I accept that some limits exist. For many situations a template nesting of 1000 is plenty. My problems were:
1) The limit of D1 seems different of the limit of D2, so a program I have written for D1 doesn't work with D2.
2) Of course I have first tried to write it with CTFE, but I have failed. First I have tried the simple solution:

int[] genSquares(int n) {
    int[] result;
    for (int i = 0; i < n; i++) {
        int k = i;
        int m;
        while (k) {
            int digit = k % 10;
            k /= 10;
            m += digit * digit;
        }
        result ~= m;
    }
    return result;
}

Then seeing it fail (I cast it into a fixed sized array at compile time), I have tried creating a fixed sized array, but functions can't return them yet.
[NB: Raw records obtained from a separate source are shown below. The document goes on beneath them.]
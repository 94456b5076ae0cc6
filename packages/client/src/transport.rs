//! Per-room WebSocket transport.
//!
//! A [`ChatTransport`] is bound to one room and owns at most one live
//! connection. The socket is driven by a spawned connection task; the
//! transport itself only flips state, hands outbound bodies to the task and
//! signals shutdown, so every public method is synchronous.
//!
//! The backend cannot read custom headers during the WebSocket upgrade, so
//! the bearer token travels as the `token` query parameter.

use classchat_entity::{ChatMessage, MessageRecord};
use futures_util::{SinkExt, StreamExt};
use std::fmt;
use std::sync::atomic::{AtomicU64, Ordering};
use std::sync::{Arc, Mutex};
use tokio::sync::{mpsc, oneshot, watch};
use tokio_tungstenite::tungstenite::protocol::CloseFrame;
use tokio_tungstenite::tungstenite::protocol::frame::coding::CloseCode;
use tokio_tungstenite::tungstenite::{self, Message};
use tracing::{debug, info, warn};
use url::Url;

use crate::config::join_path;
use crate::credentials::CredentialProvider;
use crate::error::ChatError;

/// Connection lifecycle
#[derive(Debug, Clone, Copy, PartialEq, Eq)]
pub enum TransportState {
    Idle,
    Connecting,
    Open,
    Closed,
}

/// Why a connection ended without the caller closing it.
#[derive(Debug, Clone, PartialEq, Eq)]
pub enum CloseReason {
    /// Server closed the socket
    Remote { code: Option<u16>, reason: String },
    /// Server refused the session (close code 1008): bad token, not
    /// enrolled, or the class is not live
    Rejected { reason: String },
    /// Upgrade answered with HTTP 401
    Unauthorized,
    /// Upgrade failed for any other reason
    HandshakeFailed(String),
    /// Socket error or abrupt end of stream
    Network(String),
}

impl fmt::Display for CloseReason {
    fn fmt(&self, f: &mut fmt::Formatter<'_>) -> fmt::Result {
        match self {
            CloseReason::Remote { code: Some(code), reason } if !reason.is_empty() => {
                write!(f, "closed by server ({code}: {reason})")
            },
            CloseReason::Remote { code: Some(code), .. } => write!(f, "closed by server ({code})"),
            CloseReason::Remote { code: None, .. } => write!(f, "closed by server"),
            CloseReason::Rejected { reason } if !reason.is_empty() => write!(f, "rejected by server: {reason}"),
            CloseReason::Rejected { .. } => write!(f, "rejected by server"),
            CloseReason::Unauthorized => write!(f, "credential rejected"),
            CloseReason::HandshakeFailed(e) => write!(f, "handshake failed: {e}"),
            CloseReason::Network(e) => write!(f, "connection lost: {e}"),
        }
    }
}

type OpenHandler = Box<dyn FnMut() + Send>;
type MessageHandler = Box<dyn FnMut(ChatMessage) + Send>;
type CloseHandler = Box<dyn FnMut(CloseReason) + Send>;

/// Callbacks run on the connection task. They must not call back into the
/// transport's handler registration.
#[derive(Default)]
struct Handlers {
    on_open: Option<OpenHandler>,
    on_message: Option<MessageHandler>,
    on_close: Option<CloseHandler>,
}

/// State shared between the transport and its connection task.
struct Shared {
    room_id: i64,
    state: watch::Sender<TransportState>,
    handlers: Mutex<Handlers>,
    /// Bumped on every open and close; a task only reports for its own epoch.
    epoch: AtomicU64,
}

impl Shared {
    fn is_current(&self, epoch: u64) -> bool {
        self.epoch.load(Ordering::SeqCst) == epoch
    }

    fn fire_open(&self, epoch: u64) {
        if !self.is_current(epoch) {
            return;
        }
        if let Ok(mut handlers) = self.handlers.lock() {
            if let Some(handler) = handlers.on_open.as_mut() {
                handler();
            }
        }
    }

    /// Frames read by a connection that has since been closed or replaced
    /// are dropped here.
    fn fire_message(&self, epoch: u64, message: ChatMessage) {
        if !self.is_current(epoch) {
            debug!(room_id = self.room_id, id = message.id, "Dropping frame from a closed connection");
            return;
        }
        if let Ok(mut handlers) = self.handlers.lock() {
            if let Some(handler) = handlers.on_message.as_mut() {
                handler(message);
            }
        }
    }

    fn fire_close(&self, reason: CloseReason) {
        if let Ok(mut handlers) = self.handlers.lock() {
            if let Some(handler) = handlers.on_close.as_mut() {
                handler(reason);
            }
        }
    }

    /// Marks the connection closed and runs the close hook, unless the
    /// caller already closed it or a newer connection took over.
    fn finish(&self, epoch: u64, reason: CloseReason) {
        if !self.is_current(epoch) {
            return;
        }

        let changed = self.state.send_if_modified(|state| {
            if *state == TransportState::Closed {
                false
            } else {
                *state = TransportState::Closed;
                true
            }
        });

        if changed {
            warn!(room_id = self.room_id, %reason, "Chat connection closed");
            self.fire_close(reason);
        }
    }
}

/// WebSocket transport for one room
pub struct ChatTransport {
    ws_base_url: Url,
    credentials: Arc<dyn CredentialProvider>,
    shared: Arc<Shared>,
    outbound: Option<mpsc::UnboundedSender<String>>,
    shutdown: Option<oneshot::Sender<()>>,
}

impl ChatTransport {
    /// Create an idle transport for `room_id`.
    ///
    /// # Arguments
    /// * `room_id` - Room the connection is scoped to
    /// * `ws_base_url` - WebSocket base URL of the backend
    /// * `credentials` - Source of the token passed during the handshake
    pub fn new(room_id: i64, ws_base_url: Url, credentials: Arc<dyn CredentialProvider>) -> Self {
        let (state, _) = watch::channel(TransportState::Idle);

        Self {
            ws_base_url,
            credentials,
            shared: Arc::new(Shared {
                room_id,
                state,
                handlers: Mutex::new(Handlers::default()),
                epoch: AtomicU64::new(0),
            }),
            outbound: None,
            shutdown: None,
        }
    }

    pub fn room_id(&self) -> i64 {
        self.shared.room_id
    }

    pub fn state(&self) -> TransportState {
        *self.shared.state.borrow()
    }

    /// Watch state transitions.
    pub fn subscribe(&self) -> watch::Receiver<TransportState> {
        self.shared.state.subscribe()
    }

    /// Called once the handshake succeeds.
    pub fn on_open<F>(&self, handler: F)
    where
        F: FnMut() + Send + 'static,
    {
        if let Ok(mut handlers) = self.shared.handlers.lock() {
            handlers.on_open = Some(Box::new(handler));
        }
    }

    /// Called once per well-formed inbound message.
    pub fn on_message<F>(&self, handler: F)
    where
        F: FnMut(ChatMessage) + Send + 'static,
    {
        if let Ok(mut handlers) = self.shared.handlers.lock() {
            handlers.on_message = Some(Box::new(handler));
        }
    }

    /// Called when the connection ends without [`ChatTransport::close`].
    pub fn on_close<F>(&self, handler: F)
    where
        F: FnMut(CloseReason) + Send + 'static,
    {
        if let Ok(mut handlers) = self.shared.handlers.lock() {
            handlers.on_close = Some(Box::new(handler));
        }
    }

    /// Room endpoint with the credential attached.
    fn endpoint(&self) -> Result<Url, ChatError> {
        let mut url = join_path(
            &self.ws_base_url,
            &format!("chat/ws/live-classes/{}/chat", self.shared.room_id),
        )?;
        let token = self.credentials.bearer_token()?;
        url.query_pairs_mut().append_pair("token", &token);
        Ok(url)
    }

    /// Start connecting. Must be called from within a Tokio runtime.
    ///
    /// Fails with [`ChatError::AlreadyOpen`] while a connection is being
    /// established or is open; no second connection is created.
    pub fn open(&mut self) -> Result<(), ChatError> {
        let current = self.state();
        if matches!(current, TransportState::Connecting | TransportState::Open) {
            warn!(room_id = self.shared.room_id, ?current, "Ignoring open on active transport");
            return Err(ChatError::AlreadyOpen);
        }

        let url = self.endpoint()?;
        let (outbound_tx, outbound_rx) = mpsc::unbounded_channel();
        let (shutdown_tx, shutdown_rx) = oneshot::channel();

        let epoch = self.shared.epoch.fetch_add(1, Ordering::SeqCst) + 1;
        self.outbound = Some(outbound_tx);
        self.shutdown = Some(shutdown_tx);
        self.shared.state.send_replace(TransportState::Connecting);

        debug!(room_id = self.shared.room_id, epoch, "Opening chat connection");
        tokio::spawn(run_connection(Arc::clone(&self.shared), epoch, url, outbound_rx, shutdown_rx));
        Ok(())
    }

    /// Write one text frame. Only valid while open; nothing is queued.
    pub fn send(&self, body: &str) -> Result<(), ChatError> {
        if self.state() != TransportState::Open {
            return Err(ChatError::NotConnected);
        }

        self.outbound
            .as_ref()
            .ok_or(ChatError::NotConnected)?
            .send(body.to_string())
            .map_err(|_| ChatError::NotConnected)
    }

    /// Close the connection. Idempotent and valid in any state; an
    /// in-flight handshake is abandoned.
    pub fn close(&mut self) {
        self.shared.epoch.fetch_add(1, Ordering::SeqCst);
        self.outbound = None;
        if let Some(shutdown) = self.shutdown.take() {
            let _ = shutdown.send(());
        }

        let previous = self.shared.state.send_replace(TransportState::Closed);
        if previous != TransportState::Closed {
            info!(room_id = self.shared.room_id, ?previous, "Closed chat connection");
        }
    }
}

impl Drop for ChatTransport {
    fn drop(&mut self) {
        self.close();
    }
}

async fn run_connection(
    shared: Arc<Shared>,
    epoch: u64,
    url: Url,
    mut outbound: mpsc::UnboundedReceiver<String>,
    mut shutdown: oneshot::Receiver<()>,
) {
    let room_id = shared.room_id;

    let stream = tokio::select! {
        biased;
        _ = &mut shutdown => {
            debug!(room_id, "Handshake cancelled");
            return;
        },
        result = tokio_tungstenite::connect_async(url.as_str()) => match result {
            Ok((stream, _response)) => stream,
            Err(e) => {
                shared.finish(epoch, handshake_failure(&e));
                return;
            },
        },
    };

    let opened = shared.is_current(epoch)
        && shared.state.send_if_modified(|state| {
            if *state == TransportState::Connecting {
                *state = TransportState::Open;
                true
            } else {
                false
            }
        });
    if !opened {
        return;
    }

    info!(room_id, "Chat connection open");
    shared.fire_open(epoch);

    let (mut sink, mut stream) = stream.split();

    let reason = loop {
        tokio::select! {
            biased;
            _ = &mut shutdown => {
                let frame = CloseFrame { code: CloseCode::Normal, reason: "client closed".into() };
                if let Err(e) = sink.send(Message::Close(Some(frame))).await {
                    debug!(room_id, "Close frame not delivered: {}", e);
                }
                return;
            },
            Some(body) = outbound.recv() => {
                if let Err(e) = sink.send(Message::Text(body.into())).await {
                    break CloseReason::Network(e.to_string());
                }
            },
            frame = stream.next() => match frame {
                Some(Ok(Message::Text(text))) => {
                    if let Some(message) = parse_frame(room_id, &text) {
                        shared.fire_message(epoch, message);
                    }
                },
                Some(Ok(Message::Binary(data))) => {
                    warn!(room_id, len = data.len(), "Dropping binary frame");
                },
                Some(Ok(Message::Close(frame))) => break close_reason(frame),
                Some(Ok(_)) => {},
                Some(Err(e)) => break CloseReason::Network(e.to_string()),
                None => break CloseReason::Network("stream ended".to_string()),
            },
        }
    };

    shared.finish(epoch, reason);
}

/// Decode one inbound text frame. Malformed frames are logged and dropped.
fn parse_frame(room_id: i64, text: &str) -> Option<ChatMessage> {
    let record = match serde_json::from_str::<MessageRecord>(text) {
        Ok(record) => record,
        Err(e) => {
            warn!(room_id, "Dropping malformed frame: {}", e);
            return None;
        },
    };

    let id = record.id;
    let message = ChatMessage::from_record(record, room_id);
    if message.is_none() {
        warn!(room_id, id, "Dropping frame addressed to another room");
    }
    message
}

fn handshake_failure(error: &tungstenite::Error) -> CloseReason {
    match error {
        tungstenite::Error::Http(response) if response.status().as_u16() == 401 => {
            CloseReason::Unauthorized
        },
        tungstenite::Error::Http(response) => {
            CloseReason::HandshakeFailed(format!("HTTP {}", response.status()))
        },
        other => CloseReason::HandshakeFailed(other.to_string()),
    }
}

fn close_reason(frame: Option<CloseFrame>) -> CloseReason {
    match frame {
        Some(frame) if frame.code == CloseCode::Policy => {
            CloseReason::Rejected { reason: frame.reason.as_str().to_owned() }
        },
        Some(frame) => CloseReason::Remote {
            code: Some(u16::from(frame.code)),
            reason: frame.reason.as_str().to_owned(),
        },
        None => CloseReason::Remote { code: None, reason: String::new() },
    }
}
So I have tried to wrap the static array with a struct, but Don has shown this doesn't currently work yet:

struct S(int N) { int[N] a; }

S!(N) genSquares(int N)() {
    S!(N) s;
    for (int i = 0; i < N; i++) {
        int n = i;
        int m = 0;
        while (n) {
            int digit = n % 10;
            n /= 10;
            m += digit * digit;
        }
        s.a[i] = m;
    }

    return s;
}
void main() {
    const int CHUNK = 1000;
    static const auto squares = genSquares!(CHUNK)().a;
}

So I have created the mixed template/ctfe version I have shown in my original post.
So far I have written tons of (sometimes quite complex) templates in D :-)

Max Samukha then has gently offered me a working solution, but it's not obvious, it uses a dynamic array, but builds it in a more functional way.